The present invention relates to a transmission structure for a vehicle, which enables to realize a desired transmission range while preventing a volume and a weight of a transmission from being increased by increasing diameters of a driving gear and a driven gear to secure an intensity of the driving gear mounted on a hollow axis and by increasing a center distance therebetween. Therefore, the transmission structure for a vehicle can allow the transmission to be easily mounted in the vehicle and improve fuel efficiency of the vehicle.

Description

[0001] TRANSMISSION STRUCTURE FOR VEHICLE [0002]
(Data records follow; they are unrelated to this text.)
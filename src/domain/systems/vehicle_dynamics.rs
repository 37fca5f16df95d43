use crate::domain::angle::wrap_angle;
use crate::domain::state::VehicleState;
use crate::domain::tuning::ControlParams;

/// Commands as actually applied after clamping to the vehicle limits.
#[derive(Debug, Clone, Copy, PartialEq)]
pub struct AppliedCommand {
    pub delta: f64,
    pub accel: f64,
}

/// Integrates the kinematic bicycle model one explicit Euler step.
///
/// `dt` must be finite and non-negative, and `params` must have passed validation;
/// neither is re-checked here.
pub fn step(
    vehicle: &mut VehicleState,
    steer_cmd: f64,
    accel_cmd: f64,
    dt: f64,
    params: &ControlParams,
) -> AppliedCommand {
    let delta = steer_cmd.clamp(-params.max_steer_angle, params.max_steer_angle);
    let accel = accel_cmd.clamp(-params.max_deceleration, params.max_acceleration);
    vehicle.delta = delta;

    // Position uses heading and speed from before this step.
    let (sin_yaw, cos_yaw) = vehicle.yaw.sin_cos();
    vehicle.x += vehicle.v * cos_yaw * dt;
    vehicle.y += vehicle.v * sin_yaw * dt;

    vehicle.yaw += (vehicle.v / vehicle.wheelbase) * delta.tan() * dt;
    vehicle.yaw = wrap_angle(vehicle.yaw);

    // Drag applies every tick, even with zero throttle.
    vehicle.v += accel * dt;
    vehicle.v *= params.drag_coefficient;

    AppliedCommand { delta, accel }
}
BACKGROUND OF THE INVENTION 1. Field of the Invention [0001] The present invention relates to a transmission structure of a vehicle, and more particularly, to a technique capable of reducing a weight and a volume of a transmission to improve a mountability to a vehicle.

Vehicle-mounted transmissions are a major challenge in the development of the number, weight, overall length, and volume of components required.
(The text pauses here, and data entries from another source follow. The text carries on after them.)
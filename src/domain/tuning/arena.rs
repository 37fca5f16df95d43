use crate::domain::state::Bounds;

/// Default visible region and edge margin used until the host reports its size.
#[derive(Debug, Clone, Copy, PartialEq)]
pub struct ArenaTuning {
    pub width: f64,
    pub height: f64,

    /// Distance entities are kept away from each edge.
    pub margin: f64,
}

impl Default for ArenaTuning {
    fn default() -> Self {
        Self {
            width: 1280.0,
            height: 720.0,
            margin: 50.0,
        }
    }
}

impl ArenaTuning {
    pub fn bounds(&self) -> Bounds {
        Bounds::new(self.width, self.height, self.margin)
    }
}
The volume of the transmission affects the mountability of the vehicle, and the weight is a factor that greatly affects the fuel efficiency of the vehicle.

On the other hand, the present invention is based on a synchronic transmission mechanism in which two transmission gears are externally engaged with each other and configured to transmit power through a transmission gear selected by a synchronizer.
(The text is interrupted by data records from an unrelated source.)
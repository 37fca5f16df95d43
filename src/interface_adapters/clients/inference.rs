use crate::domain::ports::parse_raw_action;
use crate::domain::{Observation, Policy, PolicyError, RawAction};
use async_trait::async_trait;
use serde::{Deserialize, Serialize};
use std::time::Duration;

#[derive(Debug, Serialize)]
struct InferRequest<'a> {
    input: &'a [f64],
}

// Inference response; `action` must hold exactly two finite floats.
#[derive(Debug, Deserialize)]
struct InferResponse {
    action: Vec<f64>,
}

#[derive(Debug, Deserialize)]
struct ErrorResponse {
    error: String,
}

// Thin reqwest client for a remote policy service.
#[derive(Clone)]
pub struct HttpPolicy {
    http: reqwest::Client,
    base_url: String,
}

impl HttpPolicy {
    pub fn new(base_url: impl Into<String>, timeout: Duration) -> Result<Self, reqwest::Error> {
        let http = reqwest::Client::builder().timeout(timeout).build()?;
        Ok(Self {
            http,
            base_url: base_url.into().trim_end_matches('/').to_string(),
        })
    }
}

#[async_trait]
impl Policy for HttpPolicy {
    fn name(&self) -> &str {
        "http"
    }

    async fn infer(&self, observation: Observation) -> Result<RawAction, PolicyError> {
        let url = format!("{}/infer", self.base_url);
        let response = self
            .http
            .post(url)
            .json(&InferRequest {
                input: observation.as_slice(),
            })
            .send()
            .await
            .map_err(|e| {
                if e.is_timeout() {
                    PolicyError::Timeout
                } else {
                    PolicyError::Unavailable
                }
            })?;

        let status = response.status();
        if status.is_success() {
            let body = response
                .json::<InferResponse>()
                .await
                .map_err(|e| PolicyError::Malformed(e.to_string()))?;
            return parse_raw_action(&body.action);
        }

        if status.is_server_error() {
            // Prefer the service's own message when it sends one.
            let message = response
                .json::<ErrorResponse>()
                .await
                .map(|body| body.error)
                .unwrap_or_else(|_| status.to_string());
            return Err(PolicyError::Inference(message));
        }

        Err(PolicyError::Unavailable)
    }
}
The above-mentioned synchronized-gear type transmission has a torque disconnection phenomenon in which the transmission of power is interrupted during the engagement of the synchronous device in the transmission gear to release the synchronous device from the transmission that was previously in charge of transmission of power at the time of shifting This is a major cause of lowering the shift feeling, and the phenomenon of the reduction in the shift feeling due to such a cause is a big problem at the low end of about one to three stages where the vehicle speed is low, but the driver tends to feel relatively less at high speed .

FIG. 1 illustrates a structure of a transmission that has been studied in order to overcome the disadvantages of the conventional synchronous transmission as described above. The transmission includes a first input shaft 500 that receives power from the engine at all times, And a second input shaft 504 including a hollow shaft surrounding the first input shaft 500 so as to receive the power of the engine through the first input shaft 500. The second input shaft 500 is provided with a second- 2, 3, 4, 5, and 6 stages other than the two stages are disposed in the second input shaft 504, so that the first and second speeds When the second clutch 508 is engaged while disengaging the first clutch 502, the shift to the second gear can be achieved without torque disconnection. Even when the second gear and the third gear are engaged, The first clutch 502 is disengaged while releasing the second clutch 508. [ If it will allow the exclusion of torque disconnection phenomenon.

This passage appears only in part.